DATA EXTRACT: Begin

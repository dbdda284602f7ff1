use serde::{Deserialize, Serialize};

/// Structural level of a node in the band hierarchy
#[derive(Debug, Clone, Copy, PartialEq, Eq, Hash, Serialize, Deserialize)]
#[serde(rename_all = "snake_case")]
pub enum NodeKind {
    Chromosome,
    Arm,
    Region,
    Band,
    Subband,
}

impl NodeKind {
    /// The value used for the `kind` property in the published document
    #[must_use]
    pub fn as_code(self) -> &'static str {
        match self {
            Self::Chromosome => "chromosome",
            Self::Arm => "arm",
            Self::Region => "region",
            Self::Band => "band",
            Self::Subband => "subband",
        }
    }
}

impl std::fmt::Display for NodeKind {
    fn fmt(&self, f: &mut std::fmt::Formatter<'_>) -> std::fmt::Result {
        write!(f, "{}", self.as_code())
    }
}

/// Chromosome arm: short (p) or long (q)
#[derive(Debug, Clone, Copy, PartialEq, Eq, Hash, PartialOrd, Ord, Serialize, Deserialize)]
#[serde(rename_all = "lowercase")]
pub enum Arm {
    P,
    Q,
}

impl Arm {
    #[must_use]
    pub fn from_char(c: char) -> Option<Self> {
        match c {
            'p' => Some(Self::P),
            'q' => Some(Self::Q),
            _ => None,
        }
    }

    #[must_use]
    pub fn as_char(self) -> char {
        match self {
            Self::P => 'p',
            Self::Q => 'q',
        }
    }
}

impl std::fmt::Display for Arm {
    fn fmt(&self, f: &mut std::fmt::Formatter<'_>) -> std::fmt::Result {
        write!(f, "{}", self.as_char())
    }
}

/// Level(s) at which p and q arms are joined across the centromere
#[derive(Debug, Clone, Copy, PartialEq, Eq, Default, Serialize, Deserialize)]
#[serde(rename_all = "snake_case")]
pub enum CrossLinkLevel {
    /// Join the deepest available node of each arm (default)
    #[default]
    Subband,
    /// Join the last p band to the first q band
    Band,
    /// Join the last p region to the first q region
    Region,
    /// Apply subband, band and region cross-links in one pass
    All,
}

impl CrossLinkLevel {
    /// Expand into the concrete levels to apply, in application order
    #[must_use]
    pub fn levels(self) -> Vec<CrossLinkLevel> {
        match self {
            Self::All => vec![Self::Subband, Self::Band, Self::Region],
            level => vec![level],
        }
    }
}

impl std::fmt::Display for CrossLinkLevel {
    fn fmt(&self, f: &mut std::fmt::Formatter<'_>) -> std::fmt::Result {
        match self {
            Self::Subband => write!(f, "subband"),
            Self::Band => write!(f, "band"),
            Self::Region => write!(f, "region"),
            Self::All => write!(f, "all"),
        }
    }
}

/// What to do when the same subband code appears on more than one input row
#[derive(Debug, Clone, Copy, PartialEq, Eq, Default, Serialize, Deserialize)]
#[serde(rename_all = "snake_case")]
pub enum DuplicateSubbandPolicy {
    /// Count and log the repeated row, keep codes unique
    #[default]
    Skip,
    /// Append a second leaf with the same code, as the source table dictates
    Preserve,
    /// Fail the build
    Reject,
}
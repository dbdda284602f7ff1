use clap::Parser;
use tracing_subscriber::EnvFilter;

use cytoband_hierarchy::cli;

fn main() -> anyhow::Result<()> {
    let cli = cli::Cli::parse();

    // Library logs go to stderr; stdout carries only the summary
    let filter = if cli.verbose {
        EnvFilter::new("cytoband_hierarchy=debug,info")
    } else {
        EnvFilter::new("cytoband_hierarchy=warn")
    };

    tracing_subscriber::fmt()
        .with_env_filter(filter)
        .with_writer(std::io::stderr)
        .with_target(false)
        .without_time()
        .init();

    match cli.command {
        cli::Commands::Build(args) => {
            cli::build::run(args, cli.format, cli.verbose)?;
        }
    }

    Ok(())
}
//! # cytoband-hierarchy
//!
//! A library for turning UCSC cytoBand tables into a linked, assembly-agnostic band
//! terminology.
//!
//! Cytogenetic band names such as `p36.33` encode a path: arm `p`, region `3`, band `6`,
//! subband `33`. This crate rebuilds that path as a tree per chromosome, threads
//! previous/next links through every set of siblings in genomic order, and renders the
//! result as a FHIR R4 `CodeSystem`.
//!
//! ## Features
//!
//! - **Band name parsing**: ISCN-style names into arm, region, band and subband
//! - **Sibling linking**: previous/next at every level, karyotype order for chromosomes
//! - **Centromere cross-linking**: optional p/q joins at subband, band or region level
//! - **Gzip input**: `cytoBand.txt.gz` is read directly
//! - **Atomic output**: the document replaces its target in one step
//!
//! ## Example
//!
//! ```rust
//! use cytoband_hierarchy::{BandHierarchy, BuildOptions, CodeSystem, CodeSystemMetadata};
//! use cytoband_hierarchy::parsing::cytoband::parse_cytoband_text;
//!
//! let text = "chr1\t0\t2300000\tp36.33\tgneg\nchr1\t2300000\t5300000\tp36.32\tgpos25\n";
//! let table = parse_cytoband_text(text).unwrap();
//! let hierarchy = BandHierarchy::build(&table, &BuildOptions::default()).unwrap();
//!
//! let cs = CodeSystem::from_hierarchy(&hierarchy, &CodeSystemMetadata::default());
//! assert_eq!(cs.count, 6);
//! assert_eq!(cs.find("1p36.33").unwrap().linked_code("next"), Some("1p36.32"));
//! ```
//!
//! ## Modules
//!
//! - [`core`]: Node and enum types shared across the crate
//! - [`parsing`]: cytoBand table reader and band name parser
//! - [`hierarchy`]: Tree construction, ordering and linking
//! - [`codesystem`]: FHIR `CodeSystem` model and writer
//! - [`cli`]: Command-line interface implementation

pub mod cli;
pub mod codesystem;
pub mod core;
pub mod hierarchy;
pub mod parsing;
pub mod utils;

// Re-export commonly used types for convenience
pub use codesystem::{CodeSystem, CodeSystemMetadata};
pub use core::node::{HierarchyNode, NodeId};
pub use core::types::*;
pub use hierarchy::builder::{BandHierarchy, BuildOptions, BuildSummary};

DATA EXTRACT: End

Your response should contain each line of the entries above that holds the string "document".

    /// The value used for the `kind` property in the published document
//! - **Atomic output**: the document replaces its target in one step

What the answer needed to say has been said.